Asymmetric dimethylarginine, arginine and homoarginine at 11–13 weeks’ gestation and preeclampsia: a case–control study

The aim of this study was to investigate whether the nitric oxide (NO) pathway is altered in pregnancies that develop preeclampsia (PE). This was a nested case–control study of screening for PE, in which plasma asymmetric dimethylarginine (ADMA), L-arginine and L-homoarginine were measured at 11+0–13+6 weeks. In all, 75 pregnancies that developed PE, including 25 requiring delivery before 34 weeks (early PE), and 300 unaffected controls were included. L-arginine and L-homoarginine were measured by gas chromatography-mass spectrometry, whereas ADMA was measured by gas chromatography-tandem mass spectrometry.
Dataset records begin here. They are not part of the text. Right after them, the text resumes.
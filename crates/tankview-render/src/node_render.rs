//! GPU resources for scene nodes.

use glam::{Mat4, Vec3};
use tankview_core::{Node, Shading, Side};
use wgpu::util::DeviceExt;

/// Per-node uniforms.
/// Layout must match WGSL `NodeUniforms` exactly (160 bytes).
#[repr(C)]
#[derive(Debug, Clone, Copy, bytemuck::Pod, bytemuck::Zeroable)]
#[allow(clippy::pub_underscore_fields)]
pub struct NodeUniforms {
    pub model: [[f32; 4]; 4],
    pub normal_matrix: [[f32; 4]; 4],
    pub color: [f32; 4],
    /// 1 if the node is shaded by the scene lights.
    pub lit: u32,
    pub _padding: [u32; 3],
}

impl NodeUniforms {
    /// Builds uniforms for a node placed at `world`.
    #[must_use]
    pub fn new(node: &Node, world: Mat4) -> Self {
        let (color, lit) = match node {
            Node::Mesh(mesh) => (
                mesh.material().rgba(),
                u32::from(mesh.material().shading == Shading::Lit),
            ),
            Node::Lines(lines) => (lines.material().rgba(), 0),
        };
        Self {
            model: world.to_cols_array_2d(),
            normal_matrix: world.inverse().transpose().to_cols_array_2d(),
            color,
            lit,
            _padding: [0; 3],
        }
    }
}

/// Which pipeline variant a draw uses.
#[derive(Debug, Clone, Copy, PartialEq, Eq)]
pub enum PipelineKind {
    /// Triangles, back faces culled.
    CullBack,
    /// Triangles, front faces culled.
    CullFront,
    /// Triangles, nothing culled.
    CullNone,
    /// Line list.
    Lines,
}

/// Returns the pipelines a node is drawn with, in order.
///
/// Transparent double-sided surfaces are drawn in two passes, back faces
/// first, so the far side of the surface is composited before the near side.
#[must_use]
pub fn passes_for(node: &Node) -> Vec<PipelineKind> {
    match node {
        Node::Lines(_) => vec![PipelineKind::Lines],
        Node::Mesh(mesh) => match mesh.material().side {
            Side::Front => vec![PipelineKind::CullBack],
            Side::Back => vec![PipelineKind::CullFront],
            Side::Double if mesh.material().transparent => {
                vec![PipelineKind::CullFront, PipelineKind::CullBack]
            }
            Side::Double => vec![PipelineKind::CullNone],
        },
    }
}

fn to_vec4_data(points: &[Vec3]) -> Vec<f32> {
    points.iter().flat_map(|p| [p.x, p.y, p.z, 1.0]).collect()
}

/// GPU buffers and bind group for one node.
pub struct NodeRenderData {
    /// Vertex positions (storage buffer, vec4 for alignment).
    pub position_buffer: wgpu::Buffer,
    /// Vertex normals (storage buffer, vec4). Zero for lines.
    pub normal_buffer: wgpu::Buffer,
    pub uniform_buffer: wgpu::Buffer,
    pub bind_group: wgpu::BindGroup,
    pub vertex_count: u32,
    pub passes: Vec<PipelineKind>,
}

impl NodeRenderData {
    /// Uploads a node. Returns `None` for nodes without vertices.
    ///
    /// Bindings:
    /// 0: camera uniforms, 1: light uniforms, 2: node uniforms,
    /// 3: positions, 4: normals
    #[must_use]
    pub fn new(
        device: &wgpu::Device,
        bind_group_layout: &wgpu::BindGroupLayout,
        camera_buffer: &wgpu::Buffer,
        light_buffer: &wgpu::Buffer,
        node: &Node,
        world: Mat4,
    ) -> Option<Self> {
        let (positions, normals) = match node {
            Node::Mesh(mesh) => mesh.geometry().expanded(),
            Node::Lines(lines) => {
                let positions = lines.geometry().line_positions();
                let normals = vec![Vec3::ZERO; positions.len()];
                (positions, normals)
            }
        };
        if positions.is_empty() {
            log::debug!("skipping empty node '{}'", node.name());
            return None;
        }

        let position_buffer = device.create_buffer_init(&wgpu::util::BufferInitDescriptor {
            label: Some("node positions"),
            contents: bytemuck::cast_slice(&to_vec4_data(&positions)),
            usage: wgpu::BufferUsages::STORAGE,
        });
        let normal_buffer = device.create_buffer_init(&wgpu::util::BufferInitDescriptor {
            label: Some("node normals"),
            contents: bytemuck::cast_slice(&to_vec4_data(&normals)),
            usage: wgpu::BufferUsages::STORAGE,
        });
        let uniform_buffer = device.create_buffer_init(&wgpu::util::BufferInitDescriptor {
            label: Some("node uniforms"),
            contents: bytemuck::cast_slice(&[NodeUniforms::new(node, world)]),
            usage: wgpu::BufferUsages::UNIFORM | wgpu::BufferUsages::COPY_DST,
        });

        let bind_group = device.create_bind_group(&wgpu::BindGroupDescriptor {
            label: Some("node bind group"),
            layout: bind_group_layout,
            entries: &[
                wgpu::BindGroupEntry {
                    binding: 0,
                    resource: camera_buffer.as_entire_binding(),
                },
                wgpu::BindGroupEntry {
                    binding: 1,
                    resource: light_buffer.as_entire_binding(),
                },
                wgpu::BindGroupEntry {
                    binding: 2,
                    resource: uniform_buffer.as_entire_binding(),
                },
                wgpu::BindGroupEntry {
                    binding: 3,
                    resource: position_buffer.as_entire_binding(),
                },
                wgpu::BindGroupEntry {
                    binding: 4,
                    resource: normal_buffer.as_entire_binding(),
                },
            ],
        });

        Some(Self {
            position_buffer,
            normal_buffer,
            uniform_buffer,
            bind_group,
            vertex_count: positions.len() as u32,
            passes: passes_for(node),
        })
    }
}

#[cfg(test)]
mod tests {
    use super::*;
    use tankview_core::{
        Color, EdgesGeometry, Geometry, LineMaterial, LineSegments, Mesh, SurfaceMaterial,
    };

    fn mesh(material: SurfaceMaterial) -> Node {
        Node::from(Mesh::new("m", Geometry::cuboid(1.0, 1.0, 1.0), material))
    }

    #[test]
    fn test_node_uniforms_size() {
        assert_eq!(std::mem::size_of::<NodeUniforms>(), 160);
    }

    #[test]
    fn test_transparent_double_sided_draws_back_then_front() {
        let node = mesh(
            SurfaceMaterial::standard(Color::WHITE)
                .with_opacity(0.3)
                .with_side(Side::Double),
        );
        assert_eq!(
            passes_for(&node),
            [PipelineKind::CullFront, PipelineKind::CullBack]
        );
    }

    #[test]
    fn test_opaque_passes() {
        let front = mesh(SurfaceMaterial::standard(Color::WHITE));
        assert_eq!(passes_for(&front), [PipelineKind::CullBack]);

        let double = mesh(SurfaceMaterial::standard(Color::WHITE).with_side(Side::Double));
        assert_eq!(passes_for(&double), [PipelineKind::CullNone]);
    }

    #[test]
    fn test_lines_are_unlit() {
        let geometry = Geometry::cuboid(1.0, 1.0, 1.0);
        let node = Node::from(LineSegments::new(
            "outline",
            EdgesGeometry::new(&geometry),
            LineMaterial::new(Color::BLACK),
        ));
        let uniforms = NodeUniforms::new(&node, Mat4::IDENTITY);
        assert_eq!(uniforms.lit, 0);
        assert_eq!(uniforms.color, [0.0, 0.0, 0.0, 1.0]);
        assert_eq!(passes_for(&node), [PipelineKind::Lines]);
    }

    #[test]
    fn test_transparent_mesh_uniform_alpha() {
        let node = mesh(SurfaceMaterial::standard(Color::WHITE).with_opacity(0.3));
        let uniforms = NodeUniforms::new(&node, Mat4::IDENTITY);
        assert_eq!(uniforms.lit, 1);
        assert!((uniforms.color[3] - 0.3).abs() < 1e-6);
    }
}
Multiple regression analysis was used to determine if any maternal characteristics or gestation were significant predictors. In the early-PE group, both L-arginine and L-homoarginine expected medians (MoMs) were significantly reduced (median, IQR: 0.85, 0.76–1.04 vs 0.98, 0.88–1.16, P=0.021 and 0.78, 0.65–0.96 vs 0.99, 0.77–1.31, P=0.006, respectively) but ADMA MoMs were not significantly different (P=0.599). In early PE, compared with controls, the ratios of ADMA to L-arginine MoMs and ADMA to L-homoarginine MoMs were increased (median, IQR: 1.19, 0.94–1.33 vs 1.01, 0.75–1.31, P=0.003 and 1.21, 0.93–1.61 vs 0.99, 0.87–1.16, P=0.012, respectively). There were no significant differences between late PE and controls in ADMA, L-arginine, L-homoarginine or their ratios. In conclusion, development of early PE is associated with altered NO metabolism and/or synthesis apparent from the first trimester.